Familia

“Las adicciones son una enfermedad silenciosa que afecta a toda la familia y no respeta a nadie”

¿Intentas adaptar tu carácter
al de tu familiar con adicción?

¿Tienes miedo a su reacción?

¿Sientes la necesidad de vigilar a tu familiar a todas horas?

¿Realizas tareas que debería hacer él o ella por temor a que las olvide?

¿Sueles justificar o minimizar su comportamiento?

¿Has cambiado tus hábitos para poder controlar los suyos?

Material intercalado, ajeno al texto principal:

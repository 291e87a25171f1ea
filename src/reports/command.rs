//! Report producer that delegates to an external script per category

use super::{ProducerOutput, ReportProducer, ReportRequest};
use crate::config::Config;
use crate::error::{Error, Result};
use crate::types::Category;
use async_trait::async_trait;
use std::path::PathBuf;
use tokio::process::Command;

#[derive(Debug, Clone)]
struct CategoryCommand {
    command: Option<PathBuf>,
    args: Vec<String>,
}

/// Runs `<command> <args...> <dataset> <output>` for each category
///
/// The output path must not exist beforehand, so an artifact present after a zero
/// exit status was written by this invocation and counts as generated. A zero exit
/// status without an artifact means the script found nothing to report.
/// Any other exit status is a failure carrying the script's stderr. The child is
/// killed when generation is cancelled by the timeout.
#[derive(Debug, Clone)]
pub struct CommandProducer {
    category_a: CategoryCommand,
    category_b: CategoryCommand,
}

impl CommandProducer {
    /// Build a producer from the per-category report commands
    pub fn from_config(config: &Config) -> Self {
        let command_for = |category: Category| {
            let settings = config.reports.category(category);
            CategoryCommand {
                command: settings.command.clone(),
                args: settings.args.clone(),
            }
        };
        Self {
            category_a: command_for(Category::A),
            category_b: command_for(Category::B),
        }
    }

    fn command(&self, category: Category) -> &CategoryCommand {
        match category {
            Category::A => &self.category_a,
            Category::B => &self.category_b,
        }
    }
}

#[async_trait]
impl ReportProducer for CommandProducer {
    async fn generate(&self, request: &ReportRequest) -> Result<ProducerOutput> {
        let category = request.category;
        let settings = self.command(category);
        let command = settings.command.as_ref().ok_or_else(|| Error::Generation {
            category,
            reason: "no report command configured".to_string(),
        })?;

        if let Some(parent) = request.output.parent() {
            tokio::fs::create_dir_all(parent).await?;
        }
        if tokio::fs::try_exists(&request.output).await? {
            return Err(Error::Generation {
                category,
                reason: format!("output {} already exists", request.output.display()),
            });
        }

        tracing::debug!(%category, ?command, "running report command");
        let output = Command::new(command)
            .args(&settings.args)
            .arg(request.dataset.path())
            .arg(&request.output)
            .kill_on_drop(true)
            .output()
            .await
            .map_err(|e| {
                Error::ExternalTool(format!("failed to run {}: {e}", command.display()))
            })?;

        if !output.status.success() {
            let stderr = String::from_utf8_lossy(&output.stderr);
            return Err(Error::Generation {
                category,
                reason: format!("report command exited with {}: {}", output.status, stderr.trim()),
            });
        }

        if tokio::fs::try_exists(&request.output).await.unwrap_or(false) {
            Ok(ProducerOutput::Generated(request.output.clone()))
        } else {
            tracing::info!(%category, "report command produced no artifact");
            Ok(ProducerOutput::Empty)
        }
    }

    fn name(&self) -> &'static str {
        "command"
    }
}
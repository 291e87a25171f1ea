//! Post-run archiving
//!
//! The consumed dataset goes to history storage and every generated artifact goes
//! to a dated output folder. Each file is moved independently with
//! [`move_without_overwrite`], so one failed move never prevents the others and
//! nothing is ever overwritten or deleted.

use crate::config::Config;
use crate::error::Error;
use crate::types::{ArchiveItem, ArchiveItemKind, ArchiveOutcome, Category};
use crate::utils::move_without_overwrite;
use chrono::{DateTime, Local, NaiveDate};
use std::path::{Path, PathBuf};

/// Moves run inputs and outputs into their long-term locations
#[derive(Debug, Clone)]
pub struct Archiver {
    history: PathBuf,
    reports: PathBuf,
}

impl Archiver {
    /// Create an archiver over the given history and report roots
    pub fn new(history: impl Into<PathBuf>, reports: impl Into<PathBuf>) -> Self {
        Self {
            history: history.into(),
            reports: reports.into(),
        }
    }

    /// Archiver over the configured roots
    pub fn from_config(config: &Config) -> Self {
        Self::new(config.paths.history.clone(), config.paths.reports.clone())
    }

    /// Dated output folder for a run on `date`
    ///
    /// # Examples
    ///
    /// ```
    /// use review_orchestrator::archive::Archiver;
    /// use chrono::NaiveDate;
    /// use std::path::Path;
    ///
    /// let archiver = Archiver::new("data_bin", "reports");
    /// let date = NaiveDate::from_ymd_opt(2026, 3, 2).unwrap();
    /// assert_eq!(
    ///     archiver.dated_dir(date),
    ///     Path::new("reports/2026-03-02_Annual_review_reports")
    /// );
    /// ```
    pub fn dated_dir(&self, date: NaiveDate) -> PathBuf {
        self.reports
            .join(format!("{}_Annual_review_reports", date.format("%Y-%m-%d")))
    }

    /// Move the dataset and artifacts, recording one item per file
    ///
    /// `now` supplies both the dated folder and the `HHMMSS` conflict suffix. The
    /// pass is never retried here; a failed item keeps its source in place.
    pub async fn archive(
        &self,
        dataset: Option<&Path>,
        artifacts: &[(Category, PathBuf)],
        now: DateTime<Local>,
    ) -> ArchiveOutcome {
        let stamp = now.format("%H%M%S").to_string();
        let dated = self.dated_dir(now.date_naive());

        let mut planned: Vec<(ArchiveItemKind, PathBuf, PathBuf)> = Vec::new();
        if let Some(dataset) = dataset {
            planned.push((
                ArchiveItemKind::Dataset,
                dataset.to_path_buf(),
                destination_in(&self.history, dataset),
            ));
        }
        for (category, artifact) in artifacts {
            planned.push((
                ArchiveItemKind::Artifact(*category),
                artifact.clone(),
                destination_in(&dated, artifact),
            ));
        }

        let mut items = Vec::with_capacity(planned.len());
        for (kind, source, destination) in planned {
            items.push(move_item(kind, source, destination, stamp.clone()).await);
        }

        let outcome = ArchiveOutcome::from_items(items);
        tracing::info!(
            status = ?outcome.status,
            items = outcome.items.len(),
            archived = outcome.items.iter().filter(|i| i.archived).count(),
            "archive pass finished"
        );
        outcome
    }
}

fn destination_in(dir: &Path, source: &Path) -> PathBuf {
    match source.file_name() {
        Some(name) => dir.join(name),
        None => dir.to_path_buf(),
    }
}

async fn move_item(
    kind: ArchiveItemKind,
    source: PathBuf,
    destination: PathBuf,
    stamp: String,
) -> ArchiveItem {
    let task_source = source.clone();
    let result = tokio::task::spawn_blocking(move || {
        move_without_overwrite(&task_source, &destination, &stamp)
    })
    .await
    .unwrap_or_else(|e| Err(Error::Internal(format!("archive task failed: {e}"))));

    match result {
        Ok(final_path) => {
            tracing::info!(?kind, source = ?source, destination = ?final_path, "archived");
            ArchiveItem {
                kind,
                source,
                destination: Some(final_path),
                archived: true,
                error: None,
            }
        }
        Err(e) => {
            tracing::error!(
                ?kind,
                source = ?source,
                error = %e,
                code = e.error_code(),
                "failed to archive"
            );
            ArchiveItem {
                kind,
                source,
                destination: None,
                archived: false,
                error: Some(e.to_string()),
            }
        }
    }
}

/// Remove a run's staging directory if it is empty
///
/// Failures are logged and otherwise ignored; anything left in staging was not
/// archived and must not be deleted.
pub async fn remove_staging_dir(dir: &Path) {
    match tokio::fs::remove_dir(dir).await {
        Ok(()) => tracing::debug!(?dir, "removed staging directory"),
        Err(e) if e.kind() == std::io::ErrorKind::NotFound => {}
        Err(e) => tracing::warn!(?dir, error = %e, "staging directory left in place"),
    }
}
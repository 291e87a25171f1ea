//! Extraction gateway that runs an external extractor command

use super::traits::ExtractionGateway;
use crate::config::Config;
use crate::error::{Error, Result};
use async_trait::async_trait;
use std::path::{Path, PathBuf};
use std::time::{Duration, SystemTime};
use tokio::process::Command;

/// Runs the configured extractor, then picks up the newest dataset it left in the
/// incoming area
///
/// When no command is configured, only the incoming area is scanned. This suits
/// setups where another process drops the export into the folder.
///
/// # Examples
///
/// ```no_run
/// use review_orchestrator::extraction::{CommandGateway, ExtractionGateway};
/// use review_orchestrator::Config;
///
/// # #[tokio::main]
/// # async fn main() -> Result<(), Box<dyn std::error::Error>> {
/// let gateway = CommandGateway::from_config(&Config::default());
/// let dataset_path = gateway.acquire().await?;
/// println!("downloaded {}", dataset_path.display());
/// # Ok(())
/// # }
/// ```
#[derive(Debug, Clone)]
pub struct CommandGateway {
    command: Option<PathBuf>,
    args: Vec<String>,
    timeout: Duration,
    incoming: PathBuf,
    extensions: Vec<String>,
}

impl CommandGateway {
    /// Build a gateway from the extraction and path settings
    pub fn from_config(config: &Config) -> Self {
        Self {
            command: config.extraction.command.clone(),
            args: config.extraction.args.clone(),
            timeout: config.extraction.timeout,
            incoming: config.paths.incoming.clone(),
            extensions: config.extraction.dataset_extensions.clone(),
        }
    }

    /// Locate the extractor executable
    ///
    /// Paths are used as given; bare names are searched on PATH with `which`.
    /// Returns `None` when no command is configured or it cannot be found.
    pub fn resolve_command(&self) -> Option<PathBuf> {
        let command = self.command.as_ref()?;
        if command.components().count() > 1 {
            command.is_file().then(|| command.clone())
        } else {
            which::which(command).ok()
        }
    }

    async fn run_extractor(&self, command: &Path) -> Result<()> {
        tracing::debug!(?command, args = ?self.args, "running extractor");

        let result = tokio::time::timeout(
            self.timeout,
            Command::new(command)
                .args(&self.args)
                .kill_on_drop(true)
                .output(),
        )
        .await;

        match result {
            Ok(Ok(output)) if output.status.success() => Ok(()),
            Ok(Ok(output)) => {
                let stderr = String::from_utf8_lossy(&output.stderr);
                Err(Error::Extraction(format!(
                    "extractor exited with {}: {}",
                    output.status,
                    stderr.trim()
                )))
            }
            Ok(Err(e)) => Err(Error::Extraction(format!(
                "failed to run extractor {}: {e}",
                command.display()
            ))),
            Err(_) => Err(Error::Extraction(format!(
                "extractor timed out after {:?}",
                self.timeout
            ))),
        }
    }
}

#[async_trait]
impl ExtractionGateway for CommandGateway {
    async fn acquire(&self) -> Result<PathBuf> {
        tokio::fs::create_dir_all(&self.incoming).await?;

        if let Some(command) = &self.command {
            self.run_extractor(command).await?;
        }

        let incoming = self.incoming.clone();
        let extensions = self.extensions.clone();
        tokio::task::spawn_blocking(move || newest_dataset_file(&incoming, &extensions))
            .await
            .map_err(|e| Error::Internal(format!("dataset scan task failed: {e}")))?
    }

    fn name(&self) -> &'static str {
        "command"
    }
}

/// Most recently modified file in `dir` with one of `extensions` (case-insensitive)
///
/// Ties on modification time are broken by file name so the choice is stable.
pub fn newest_dataset_file(dir: &Path, extensions: &[String]) -> Result<PathBuf> {
    let mut newest: Option<(SystemTime, PathBuf)> = None;

    for entry in std::fs::read_dir(dir)? {
        let entry = entry?;
        let path = entry.path();
        let matches_extension = path
            .extension()
            .and_then(|e| e.to_str())
            .is_some_and(|ext| extensions.iter().any(|want| want.eq_ignore_ascii_case(ext)));
        if !matches_extension {
            continue;
        }
        let metadata = entry.metadata()?;
        if !metadata.is_file() {
            continue;
        }
        let modified = metadata.modified().unwrap_or(SystemTime::UNIX_EPOCH);

        let is_newer = match &newest {
            None => true,
            Some((time, existing)) => (modified, &path) > (*time, existing),
        };
        if is_newer {
            newest = Some((modified, path));
        }
    }

    newest.map(|(_, path)| path).ok_or_else(|| {
        Error::Extraction(format!(
            "no dataset file ({}) found in {}",
            extensions.join(", "),
            dir.display()
        ))
    })
}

La importancia de la familia

Siempre que sea posible, es fundamental que la familia (padres, hermanos, pareja) acompañe a la persona durante su proceso de recuperación. Este acompañamiento no solo facilita el avance terapéutico, sino que también ayuda a sostener y consolidar los cambios necesarios. Aunque la recuperación es, en última instancia, responsabilidad de la persona afectada, el entorno familiar contribuye de manera decisiva a crear un contexto estable, comprensivo y, al mismo tiempo, exigente, que favorece el proceso de cambio.

Coadicción

Debido a la adicción de un miembro de la familia o de la pareja, el resto de personas puede desarrollar un trastorno conocido como coadicción. Es decir, el vínculo que antes era sano se va modificando, cambiando y desvirtuando a medida que el afectado incrementa el consumo o intensifica sus conductas adictivas. En este proceso, los familiares dejan de exigir aquello que antes hubieran considerado imprescindible. Bajan el tono, ceden en límites importantes y, a su pesar, acaban convirtiéndose en espectadores preocupados de la evolución —o quizá sería más preciso decir, de la involución— de la persona afectada. Para que la salud mental y emocional no solo del paciente, sino también del resto de la familia, pueda restablecerse, es fundamental que la recuperación se aborde de manera conjunta. En Despierta contamos con terapias de familia y de pareja, así como con visitas concertadas, que se programan cuando el equipo o los propios familiares lo consideran necesario.